• **EXERCISE OBJECTIVE**: The lines wanted are those in the data below that include "ingest".

(Stored data entries)
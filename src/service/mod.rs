//! Service boundaries: the query path and the ingest path.

pub mod cache;
pub mod fallback;
pub mod ingest;
pub mod query;

pub use cache::SnapshotCache;
pub use fallback::{
    FallbackContext, KnowledgeClient, KnowledgeOrigin, ServedKnowledge, StaticKnowledge,
    StaticKnowledgeSource, StaticProfiles,
};
pub use ingest::{IngestAck, IngestService};
pub use query::{KnowledgeQuery, KnowledgeResponse, QueryService};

• **RESULT**:
//! Service boundaries: the query path and the ingest path.
pub mod ingest;
pub use ingest::{IngestAck, IngestService};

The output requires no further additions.